Why do green beans in Italy taste so good?
I’ve been feeling lonesome for green beans since we got home from Italy.
Early Tuesday mornings over there, in the piazza just up the street from our building, Marco Stanchini sets up his fruit and vegetable stand. He’s open for business until noon. By the time I get there around 8:00 a.m., the old ladies, some with husbands in tow, are busy bagging their produce.
Marco has a little of everything—most of it nostrano, or local, that is. One week I buy chard and chickory, another week cardone and lischeri, another week fennel and artichokes. Whatever is in season. And there is so much in season.
While I shop, if I need it, I ask the old ladies for advice. Do lischeri call for lemon juice? What combination of field greens you recommend? What’s your approach and cooking time for these gorgeous purple artichokes? There follows a short colloquium.
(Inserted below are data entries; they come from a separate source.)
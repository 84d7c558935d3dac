//! Progress listings and uptime summaries.
//!
//! Renders parsed stations, parsed reports and the per-charger grouping as
//! human-readable progress text, and the final per-station results as
//! either plain `<stationId> <uptime>` lines or JSON.

use crate::config::{OutputFormat, UptimeConfig};
use crate::error::Result;
use crate::grouping::sorted_charger_ids;
use crate::models::{ReportsByCharger, Station, StationUptime, UptimeReport};
use chrono::{DateTime, SecondsFormat};
use colored::*;
use rust_decimal::RoundingStrategy;

/// List parsed stations and their chargers
pub fn render_stations(stations: &[Station]) -> String {
    let mut out = format!(
        "{} {}\n",
        "Parsed stations:".bright_cyan(),
        stations.len().to_string().bright_white().bold()
    );
    for station in stations {
        out.push_str(&format!(
            "  Station {} with chargers [{}]\n",
            station.id,
            station.charger_ids.join(", ")
        ));
    }
    out
}

/// List parsed reports in input order
pub fn render_reports(reports: &[UptimeReport]) -> String {
    let mut out = format!(
        "{} {}\n",
        "Parsed reports:".bright_cyan(),
        reports.len().to_string().bright_white().bold()
    );
    for report in reports {
        out.push_str(&format!(
            "  Report {} from {} to {}, up: {}\n",
            report.charger_id, report.start_time_nanos, report.end_time_nanos, report.up
        ));
    }
    out
}

/// List grouped reports per charger, chargers in ascending id order
pub fn render_grouped(grouped: &ReportsByCharger) -> String {
    let mut out = format!(
        "{} {}\n",
        "Grouped chargers:".bright_cyan(),
        grouped.len().to_string().bright_white().bold()
    );
    for charger_id in sorted_charger_ids(grouped) {
        let reports = &grouped[charger_id];
        let first = reports.iter().map(|r| r.start_time_nanos).min();
        let last = reports.iter().map(|r| r.end_time_nanos).max();
        match (first, last) {
            (Some(first), Some(last)) => {
                out.push_str(&format!(
                    "  Charger {} ({} reports, {} to {})\n",
                    charger_id,
                    reports.len(),
                    format_timestamp(first),
                    format_timestamp(last)
                ));
            }
            _ => {
                out.push_str(&format!("  Charger {}\n", charger_id));
            }
        }
        for report in reports {
            out.push_str(&format!(
                "    {} to {}, up: {}\n",
                report.start_time_nanos, report.end_time_nanos, report.up
            ));
        }
    }
    out
}

/// Render station results in the configured output format
pub fn render_summary(results: &[StationUptime], config: &UptimeConfig) -> Result<String> {
    match config.output_format {
        OutputFormat::Json => Ok(serde_json::to_string_pretty(results)? + "\n"),
        OutputFormat::Text => {
            let mut out = String::new();
            for result in results {
                out.push_str(&format!(
                    "{} {}\n",
                    result.station_id,
                    format_uptime(result, config.precision)
                ));
            }
            Ok(out)
        }
    }
}

/// Uptime as text: truncated to a whole number, or rounded to `precision` places
pub fn format_uptime(result: &StationUptime, precision: Option<u32>) -> String {
    match precision {
        None => result.whole_percent().to_string(),
        Some(dp) => {
            let rounded = result
                .uptime
                .round_dp_with_strategy(dp, RoundingStrategy::MidpointAwayFromZero);
            format!("{:.*}", dp as usize, rounded)
        }
    }
}

/// Nanosecond timestamp as RFC 3339 UTC
fn format_timestamp(nanos: i64) -> String {
    DateTime::from_timestamp_nanos(nanos).to_rfc3339_opts(SecondsFormat::AutoSi, true)
}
I also listen as Marco—amiable, jocular, sometimes bawdy—chats up the old ladies. He can seem a little off. One year he told me, in English, that he forgot his wife at the Autogrill (a gas station rest stop chain on the autostrada). He said it twice, then flashed me a buggy-eyed look and a conspiratorial smile, waiting while I parsed the sentence. Left her, he finally explained in Italian. I left her there. Another sly smile.
“Lui,” my wife’s old aunt says, “e’ matto da legare.” Trans: That guy should be tied up.
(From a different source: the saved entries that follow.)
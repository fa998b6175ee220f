//! Centralized logging setup for consumers of the auth core
//!
//! Callers embedding the library (endpoint wrappers, report generators)
//! share one subscriber configuration: text, JSON, or pretty output with
//! per-module filtering via the standard env-filter syntax.

use std::str::FromStr;

#[derive(Debug, Clone, Copy, PartialEq, Eq)]
pub enum LogFormat {
    /// Human-readable text output (no colors, for piping)
    Text,
    /// Machine-parseable JSON (one object per line)
    Json,
    /// Pretty-printed with colors (for development)
    Pretty,
}

impl FromStr for LogFormat {
    type Err = String;

    fn from_str(s: &str) -> Result<Self, Self::Err> {
        match s.to_lowercase().as_str() {
            "text" => Ok(LogFormat::Text),
            "json" => Ok(LogFormat::Json),
            "pretty" => Ok(LogFormat::Pretty),
            _ => Err(format!(
                "Invalid log format: '{}'. Valid options: text, json, pretty",
                s
            )),
        }
    }
}

impl std::fmt::Display for LogFormat {
    fn fmt(&self, f: &mut std::fmt::Formatter<'_>) -> std::fmt::Result {
        match self {
            LogFormat::Text => write!(f, "text"),
            LogFormat::Json => write!(f, "json"),
            LogFormat::Pretty => write!(f, "pretty"),
        }
    }
}

/// Configuration for logging initialization
pub struct LoggingConfig {
    pub format: LogFormat,
    pub level: String,
    pub verbose: bool,
}

impl LoggingConfig {
    pub fn new(format: LogFormat, level: String, verbose: bool) -> Self {
        Self {
            format,
            level,
            verbose,
        }
    }

    /// Initialize the global subscriber. Call once at program start.
    ///
    /// # Panics
    ///
    /// Panics if a subscriber has already been installed.
    pub fn init(&self) {
        use tracing_subscriber::EnvFilter;

        let filter = if self.verbose {
            EnvFilter::try_from_default_env().unwrap_or_else(|_| EnvFilter::new("debug"))
        } else {
            EnvFilter::try_from_default_env().unwrap_or_else(|_| EnvFilter::new(&self.level))
        };

        match self.format {
            LogFormat::Json => {
                tracing_subscriber::fmt()
                    .json()
                    .with_env_filter(filter)
                    .with_writer(std::io::stderr)
                    .with_current_span(true)
                    .flatten_event(true)
                    .with_target(true)
                    .init();
            }
            LogFormat::Pretty => {
                tracing_subscriber::fmt()
                    .pretty()
                    .with_env_filter(filter)
                    .with_writer(std::io::stderr)
                    .with_target(true)
                    .with_line_number(true)
                    .with_file(true)
                    .init();
            }
            LogFormat::Text => {
                tracing_subscriber::fmt()
                    .with_env_filter(filter)
                    .with_writer(std::io::stderr)
                    .with_target(false)
                    .with_level(true)
                    .init();
            }
        }
    }
}

/// Initialize logging from `TWITTERCAST_LOG_FORMAT` and
/// `TWITTERCAST_LOG_LEVEL`, defaulting to text at info level.
pub fn init_default() {
    let format = std::env::var("TWITTERCAST_LOG_FORMAT")
        .ok()
        .and_then(|s| s.parse().ok())
        .unwrap_or(LogFormat::Text);

    let level = std::env::var("TWITTERCAST_LOG_LEVEL").unwrap_or_else(|_| "info".to_string());

    LoggingConfig::new(format, level, false).init();
}

#[cfg(test)]
mod tests {
    use super::*;

    #[test]
    fn test_log_format_from_str() {
        assert_eq!("text".parse::<LogFormat>().unwrap(), LogFormat::Text);
        assert_eq!("JSON".parse::<LogFormat>().unwrap(), LogFormat::Json);
        assert_eq!("Pretty".parse::<LogFormat>().unwrap(), LogFormat::Pretty);
    }

    #[test]
    fn test_log_format_from_str_invalid() {
        let result = "xml".parse::<LogFormat>();
        assert!(result.is_err());
        assert!(result.unwrap_err().contains("Invalid log format"));
    }

    #[test]
    fn test_log_format_display_round_trip() {
        for format in [LogFormat::Text, LogFormat::Json, LogFormat::Pretty] {
            assert_eq!(format.to_string().parse::<LogFormat>().unwrap(), format);
        }
    }
}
“Yes, Zia,” I say, “but he has green beans.”
This past fall I bought Marco’s beans every Tuesday for a month. They were tender, deep green, perfect. Five minutes in boiling water, plated with a light drizzle of olive oil and a sprinkle of sea salt. How can something so simple be so good?
Some things are just better in Italy, my wife says. Espresso, for example. Mozzarella, Nutella. Green beans.
These are delicate little guys. In Italian, green beans are fagiolini—little beans. Once I’m back in the States, of course, I want them. There are desires that know no bounds. Trolling the aisles in local grocery stores, I’m reminded of the colossal challenge of delivering decent fresh fruit and vegetables in titanic quantities to far-flung regions. Exhibit A in the people vs. industrial food is, naturally, the grocery store tomato, a red baseball that looks invitingly tomato-esque but in taste and texture is a disappointment, if not an all-out travesty. Exhibit B—on my evidence list, at least—is the green bean. Grocery store beans are usually long and woody, green witches’ fingers, pale facsimiles of the genuine article. Long on string, short on taste.
For a short time in the summer it’s possible to get a nostrano bean here in Detroit. From someone’s garden, if you’re lucky. Also, in July green beans begin to appear in the local farmers markets here. They come stems-on, a good sign. Size, color, and texture matter; the smaller the better; I look for dark green, preferably slightly velvety to the touch. I’ll ask the vendor, Can I break a stem off? hoping for a crisp, moist pop. I’ll ask a vendor, Can I bite one? assessing the crunch factor and stringiness. One summer I found a girl, an actual farmer’s daughter, who really had the goods. I went back four consecutive Saturdays and was happy.
Then, this past summer, a falling off. I bought farmer’s market beans 3-4 times. Not so good. Even those from my farmer’s daughter. I’ve begun to think of a good green bean as a rarity, a delicacy in the U.S.
So imagine my surprise when I took a chance on Trader Joe’s the other day. It was an act of desperation. In the green section of the store I noticed haricots verts. Bagged in shiny clear plastic were shiny de-stemmed beans; little guys, a product of Guatamala, with a use-by date. Also, on the label stapled to the top of the bag, this announcement: READY TO USE. The packaging bothered me, the verbiage really bothered me. I picked up a bag and thought, what the hell. A hail-Mary pass.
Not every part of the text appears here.